DATA EXTRACT >>
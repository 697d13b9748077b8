//! Integration tests for the card server
//!
//! These tests run a real server on a loopback port and drive it with raw
//! framed TCP clients.

use server::config::ServerConfig;
use server::network::Server;
use shared::{encode, read_frame, write_frame, Frame, FrameError, MessageType};
use std::net::SocketAddr;
use std::time::Duration;
use tokio::io::AsyncWriteExt;
use tokio::net::TcpStream;
use tokio::time::timeout;

const READ_TIMEOUT: Duration = Duration::from_secs(2);

/// Starts a server on an ephemeral port and returns its address
async fn spawn_server(max_sessions: usize) -> SocketAddr {
    let config = ServerConfig {
        bind_addr: "127.0.0.1:0".to_string(),
        max_sessions,
        sweep_interval: Duration::from_secs(60),
        heartbeat_timeout: Duration::from_secs(60),
        ..ServerConfig::default()
    };
    let server = Server::bind(config).await.expect("Failed to bind server");
    let addr = server.local_addr().unwrap();
    tokio::spawn(async move {
        let _ = server.run().await;
    });
    addr
}

struct TestClient {
    stream: TcpStream,
}

impl TestClient {
    async fn connect(addr: SocketAddr) -> Self {
        let stream = TcpStream::connect(addr).await.expect("Failed to connect");
        Self { stream }
    }

    async fn send(&mut self, msg_type: MessageType, payload: &str) {
        write_frame(&mut self.stream, &Frame::new(msg_type, payload))
            .await
            .unwrap();
    }

    async fn send_raw(&mut self, bytes: &[u8]) {
        self.stream.write_all(bytes).await.unwrap();
    }

    async fn recv(&mut self) -> Result<Frame, FrameError> {
        timeout(READ_TIMEOUT, read_frame(&mut self.stream))
            .await
            .expect("Timed out waiting for a frame")
    }

    /// Next frame that is not a heartbeat ping
    async fn expect_frame(&mut self) -> Frame {
        loop {
            let frame = self.recv().await.expect("Connection closed unexpectedly");
            if frame.msg_type != MessageType::Ping {
                return frame;
            }
        }
    }

    async fn expect(&mut self, msg_type: MessageType) -> Frame {
        let frame = self.expect_frame().await;
        assert_eq!(frame.msg_type, msg_type, "unexpected frame {:?}", frame);
        frame
    }

    async fn expect_closed(&mut self) {
        loop {
            match self.recv().await {
                Ok(frame) if frame.msg_type == MessageType::Ping => continue,
                Ok(frame) => panic!("Expected the connection to close, got {:?}", frame),
                Err(e) => {
                    assert!(e.is_transport(), "unexpected error {}", e);
                    return;
                }
            }
        }
    }

    /// Logs in and returns the reconnect token
    async fn login(&mut self, nick: &str) -> String {
        self.send(MessageType::Login, nick).await;
        let reply = self.expect(MessageType::Okay).await;
        let (greeting, token) = reply.payload.split_once('|').unwrap();
        assert_eq!(greeting, "Welcome!");
        token.to_string()
    }
}

/// Two logged-in players seated in room 0 with a match just started
async fn started_match(addr: SocketAddr) -> (TestClient, TestClient, String) {
    let mut alice = TestClient::connect(addr).await;
    let mut bob = TestClient::connect(addr).await;
    let token = alice.login("alice").await;
    bob.login("bob").await;

    alice.send(MessageType::RoomCreate, "table1").await;
    alice.expect(MessageType::RoomCreated).await;
    alice.expect(MessageType::Owner).await;
    alice.expect(MessageType::RoomInfo).await;

    bob.send(MessageType::RoomJoin, "0").await;
    bob.expect(MessageType::RoomJoined).await;
    bob.expect(MessageType::RoomInfo).await;
    alice.expect(MessageType::RoomInfo).await;

    for client in [&mut alice, &mut bob] {
        client.send(MessageType::Ready, "1").await;
    }
    for _ in 0..2 {
        alice.expect(MessageType::PlayersReady).await;
        alice.expect(MessageType::RoomInfo).await;
        bob.expect(MessageType::PlayersReady).await;
        bob.expect(MessageType::RoomInfo).await;
    }

    alice.send(MessageType::Start, "").await;
    (alice, bob, token)
}

/// WIRE PROTOCOL TESTS
mod protocol_tests {
    use super::*;

    /// Tests the login handshake hands out a token
    #[tokio::test]
    async fn login_returns_token() {
        let addr = spawn_server(4).await;
        let mut client = TestClient::connect(addr).await;

        let token = client.login("alice").await;
        assert_eq!(token.len(), 10);
        assert!(token.chars().all(|c| c.is_ascii_alphanumeric()));
    }

    /// Tests garbage ahead of a frame is skipped while resynchronizing
    #[tokio::test]
    async fn garbage_before_frame_is_skipped() {
        let addr = spawn_server(4).await;
        let mut client = TestClient::connect(addr).await;

        let mut bytes = b"noise!JOK".to_vec();
        bytes.extend(encode(MessageType::Login, "alice").unwrap());
        client.send_raw(&bytes).await;

        let reply = client.expect(MessageType::Okay).await;
        assert!(reply.payload.starts_with("Welcome!|"));
    }

    /// Tests a frame split across several writes is reassembled
    #[tokio::test]
    async fn split_frame_is_reassembled() {
        let addr = spawn_server(4).await;
        let mut client = TestClient::connect(addr).await;

        let bytes = encode(MessageType::Login, "alice").unwrap();
        for chunk in bytes.chunks(3) {
            client.send_raw(chunk).await;
            tokio::time::sleep(Duration::from_millis(5)).await;
        }
        client.expect(MessageType::Okay).await;
    }

    /// Tests an unknown message type is answered and the connection closed
    #[tokio::test]
    async fn unknown_type_closes_connection() {
        let addr = spawn_server(4).await;
        let mut client = TestClient::connect(addr).await;

        client.send_raw(b"JOKEXXXX0000").await;
        let reply = client.expect(MessageType::Error).await;
        assert_eq!(reply.payload, "Invalid data");
        client.expect_closed().await;
    }

    /// Tests a non-numeric length field is a protocol violation
    #[tokio::test]
    async fn malformed_length_closes_connection() {
        let addr = spawn_server(4).await;
        let mut client = TestClient::connect(addr).await;
        client.login("alice").await;

        client.send_raw(b"JOKERLIS00x1").await;
        assert_eq!(client.expect(MessageType::Error).await.payload, "Invalid data");
        client.expect_closed().await;
    }

    /// Tests heartbeats are accepted before logging in
    #[tokio::test]
    async fn ping_before_login_is_tolerated() {
        let addr = spawn_server(4).await;
        let mut client = TestClient::connect(addr).await;

        client.send(MessageType::Ping, "").await;
        client.send(MessageType::Pong, "").await;
        client.login("alice").await;
    }

    /// Tests connections beyond the session table are turned away
    #[tokio::test]
    async fn full_server_rejects_connection() {
        let addr = spawn_server(1).await;
        let mut first = TestClient::connect(addr).await;
        first.login("alice").await;

        let mut second = TestClient::connect(addr).await;
        let reply = second.expect(MessageType::Error).await;
        assert_eq!(reply.payload, "Cannot connect at the moment (FULL)");
        second.expect_closed().await;
    }
}

/// LOBBY AND ROOM TESTS
mod lobby_tests {
    use super::*;

    /// Tests a taken nickname is refused and the connection closed
    #[tokio::test]
    async fn duplicate_nick_rejected() {
        let addr = spawn_server(4).await;
        let mut first = TestClient::connect(addr).await;
        first.login("alice").await;

        let mut second = TestClient::connect(addr).await;
        second.send(MessageType::Login, "alice").await;
        assert_eq!(
            second.expect(MessageType::Error).await.payload,
            "User already exists"
        );
        second.expect_closed().await;
    }

    /// Tests listing, creating and joining rooms
    #[tokio::test]
    async fn create_list_and_join() {
        let addr = spawn_server(4).await;
        let mut alice = TestClient::connect(addr).await;
        let mut bob = TestClient::connect(addr).await;
        alice.login("alice").await;
        bob.login("bob").await;

        bob.send(MessageType::RoomList, "").await;
        assert_eq!(bob.expect(MessageType::RoomListEmpty).await.payload, "No rooms");

        alice.send(MessageType::RoomCreate, "table1").await;
        assert_eq!(alice.expect(MessageType::RoomCreated).await.payload, "0");
        assert_eq!(alice.expect(MessageType::Owner).await.payload, "1");
        alice.expect(MessageType::RoomInfo).await;

        bob.send(MessageType::RoomList, "").await;
        assert_eq!(
            bob.expect(MessageType::RoomList).await.payload,
            "0|table1|(1/2)|W,\n"
        );

        bob.send(MessageType::RoomJoin, "0").await;
        assert_eq!(bob.expect(MessageType::RoomJoined).await.payload, "0");
        let info = bob.expect(MessageType::RoomInfo).await;
        assert_eq!(info.payload, "alice|NOT READY|OWNER,bob|NOT READY|GUEST,");
        assert_eq!(alice.expect(MessageType::RoomInfo).await, info);
    }

    /// Tests a lobby player sending a game action is disconnected
    #[tokio::test]
    async fn out_of_state_message_disconnects() {
        let addr = spawn_server(4).await;
        let mut client = TestClient::connect(addr).await;
        client.login("alice").await;

        client.send(MessageType::Discard, "KS").await;
        client.expect_closed().await;
    }
}

/// MATCH TESTS
mod game_tests {
    use super::*;

    /// Tests the deal and the starter's opening restrictions
    #[tokio::test]
    async fn start_deals_and_starter_cannot_draw() {
        let addr = spawn_server(4).await;
        let (mut alice, mut bob, _) = started_match(addr).await;

        alice.expect(MessageType::Start).await;
        alice.expect(MessageType::Turn).await;
        let cards = alice.expect(MessageType::Cards).await;
        assert_eq!(cards.payload.split('|').count(), 15);

        bob.expect(MessageType::Start).await;
        bob.expect(MessageType::Wait).await;
        let cards = bob.expect(MessageType::Cards).await;
        assert_eq!(cards.payload.split('|').count(), 14);

        alice.send(MessageType::TakeFromDeck, "").await;
        alice.expect(MessageType::Error).await;

        bob.send(MessageType::TakeFromDeck, "").await;
        assert_eq!(bob.expect(MessageType::Error).await.payload, "Not your turn");

        alice.send(MessageType::Discard, "KS").await;
        let state = alice.expect(MessageType::State).await;
        assert!(state.payload.ends_with("|KS||WAIT|14"));
        alice.expect(MessageType::Wait).await;

        let state = bob.expect(MessageType::State).await;
        assert!(state.payload.ends_with("|KS||TURN|14"));
        bob.expect(MessageType::Turn).await;

        bob.send(MessageType::TakeFromDiscard, "").await;
        let state = bob.expect(MessageType::State).await;
        assert!(state.payload.contains("KS"));
        assert!(state.payload.ends_with("|AC||TURN|14"));
    }

    /// Tests a dropped player pauses the match and can reclaim its seat
    #[tokio::test]
    async fn reconnect_resumes_paused_match() {
        let addr = spawn_server(4).await;
        let (alice, mut bob, token) = started_match(addr).await;
        for msg_type in [MessageType::Start, MessageType::Wait, MessageType::Cards] {
            bob.expect(msg_type).await;
        }

        drop(alice);
        bob.expect(MessageType::Paused).await;

        bob.send(MessageType::TakeFromDeck, "").await;
        assert_eq!(bob.expect(MessageType::Notice).await.payload, "Game paused");

        let mut intruder = TestClient::connect(addr).await;
        intruder
            .send(MessageType::Login, "alice|AAAAAAAAAA")
            .await;
        assert_eq!(
            intruder.expect(MessageType::Error).await.payload,
            "Invalid token"
        );

        let mut alice = TestClient::connect(addr).await;
        alice
            .send(MessageType::Login, &format!("alice|{}", token))
            .await;
        alice.expect(MessageType::Reconnected).await;
        assert_eq!(alice.expect(MessageType::Okay).await.payload, "TURN");
        let state = alice.expect(MessageType::State).await;
        assert!(state.payload.ends_with("|AC||TURN|14"));
        alice.expect(MessageType::Resumed).await;
        bob.expect(MessageType::Resumed).await;

        alice.send(MessageType::Discard, "KS").await;
        alice.expect(MessageType::State).await;
        alice.expect(MessageType::Wait).await;
        bob.expect(MessageType::State).await;
        bob.expect(MessageType::Turn).await;
    }

    /// Tests a token for a nickname the server no longer knows
    #[tokio::test]
    async fn unknown_session_reports_expiry() {
        let addr = spawn_server(4).await;
        let mut client = TestClient::connect(addr).await;
        client.send(MessageType::Login, "ghost|AAAAAAAAAA").await;
        assert_eq!(
            client.expect(MessageType::Error).await.payload,
            "Session expired"
        );
        client.login("ghost").await;
    }
}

TASK TO CARRY OUT >>
The entries above hold a line with "bob.expect(MessageType::RoomJoined).await;" and a later line with "bob.expect(MessageType::PlayersReady).await;". Write out exactly those lines and all lines between, nothing more.

SOLUTION FOR THIS EXERCISE >>
    bob.expect(MessageType::RoomJoined).await;
    bob.expect(MessageType::RoomInfo).await;
    alice.expect(MessageType::RoomInfo).await;

    for client in [&mut alice, &mut bob] {
        client.send(MessageType::Ready, "1").await;
    }
    for _ in 0..2 {
        alice.expect(MessageType::PlayersReady).await;
        alice.expect(MessageType::RoomInfo).await;
        bob.expect(MessageType::PlayersReady).await;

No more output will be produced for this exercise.